- [Problem statement]: Could you find every line in the records below that contains the word "accumulation" and copy it?

※ ※ ※

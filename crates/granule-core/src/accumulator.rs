// ─────────────────────────────────────────────────────────────────────
// Granule AMR Core — Per-Slot Accumulator Arena
// © 1998–2026 Miroslav Šotek. All rights reserved.
// Contact: www.anulum.li | protoscience@anulum.li
// ORCID: https://orcid.org/0009-0009-3560-0851
// License: GNU AGPL v3 | Commercial licensing available
// ─────────────────────────────────────────────────────────────────────
//! Lock-free accumulation arena for the parallel profile sweep.
//!
//! The arena is indexed (slot, profile, bin); each worker owns exactly
//! one slot and never touches another, so no locking is needed. Work
//! is partitioned into equal contiguous chunks per slot: the chunk map
//! depends only on (slot count, item count), which keeps the
//! floating-point accumulation order reproducible across runs.
//! Reduction folds slots in increasing index order for the same
//! reason.

use granule_types::error::{GranuleError, GranuleResult};
use granule_types::profile::Profile;
use std::ops::Range;

/// Partial sums of one (slot, profile) pair.
#[derive(Debug, Clone)]
pub struct SlotBins {
    pub data: Vec<f64>,
    pub weight: Vec<f64>,
    pub ncell: Vec<i64>,
}

impl SlotBins {
    fn zeros(nbin: usize) -> Self {
        Self {
            data: vec![0.0; nbin],
            weight: vec![0.0; nbin],
            ncell: vec![0; nbin],
        }
    }

    #[inline]
    pub fn deposit(&mut self, bin: usize, value: f64, weight: f64) {
        self.data[bin] += value;
        self.weight[bin] += weight;
        self.ncell[bin] += 1;
    }
}

/// All profiles of one worker slot.
#[derive(Debug, Clone)]
pub struct SlotState {
    pub profiles: Vec<SlotBins>,
}

/// The full (slot × profile × bin) arena.
#[derive(Debug, Clone)]
pub struct SlotAccumulator {
    slots: Vec<SlotState>,
    nbin: usize,
}

impl SlotAccumulator {
    pub fn new(n_slots: usize, n_profiles: usize, nbin: usize) -> GranuleResult<Self> {
        if n_slots == 0 || n_profiles == 0 || nbin == 0 {
            return Err(GranuleError::ConfigError(format!(
                "Accumulator arena requires nonzero dimensions, got \
                 (slots={n_slots}, profiles={n_profiles}, bins={nbin})"
            )));
        }
        let slots = (0..n_slots)
            .map(|_| SlotState {
                profiles: (0..n_profiles).map(|_| SlotBins::zeros(nbin)).collect(),
            })
            .collect();
        Ok(Self { slots, nbin })
    }

    pub fn n_slots(&self) -> usize {
        self.slots.len()
    }

    pub fn slots_mut(&mut self) -> &mut [SlotState] {
        &mut self.slots
    }

    /// Fold all slots into the profile bin arrays, replacing their
    /// current contents. Slot 0 assigns, higher slots add, in index
    /// order.
    pub fn reduce_into(&self, profiles: &mut [Profile]) -> GranuleResult<()> {
        if profiles.len() != self.slots[0].profiles.len() {
            return Err(GranuleError::ConfigError(format!(
                "Reduction profile count mismatch: arena holds {}, got {}",
                self.slots[0].profiles.len(),
                profiles.len()
            )));
        }
        for (p, profile) in profiles.iter_mut().enumerate() {
            if profile.nbin() != self.nbin {
                return Err(GranuleError::ConfigError(format!(
                    "Reduction bin count mismatch: arena holds {}, profile {p} has {}",
                    self.nbin,
                    profile.nbin()
                )));
            }
            profile.data.copy_from_slice(&self.slots[0].profiles[p].data);
            profile
                .weight
                .copy_from_slice(&self.slots[0].profiles[p].weight);
            profile
                .ncell
                .copy_from_slice(&self.slots[0].profiles[p].ncell);
            for slot in &self.slots[1..] {
                for b in 0..self.nbin {
                    profile.data[b] += slot.profiles[p].data[b];
                    profile.weight[b] += slot.profiles[p].weight[b];
                    profile.ncell[b] += slot.profiles[p].ncell[b];
                }
            }
        }
        Ok(())
    }
}

/// Contiguous index chunk owned by `slot` when `n` items are shared
/// across `n_slots` workers. Chunk sizes differ by at most one, with
/// the remainder going to the lowest slots.
pub fn static_chunk(slot: usize, n_slots: usize, n: usize) -> Range<usize> {
    let base = n / n_slots;
    let rem = n % n_slots;
    let start = slot * base + slot.min(rem);
    let len = base + usize::from(slot < rem);
    start..start + len
}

※ ※ ※

- [Task response]:
//! Lock-free accumulation arena for the parallel profile sweep.
//! floating-point accumulation order reproducible across runs.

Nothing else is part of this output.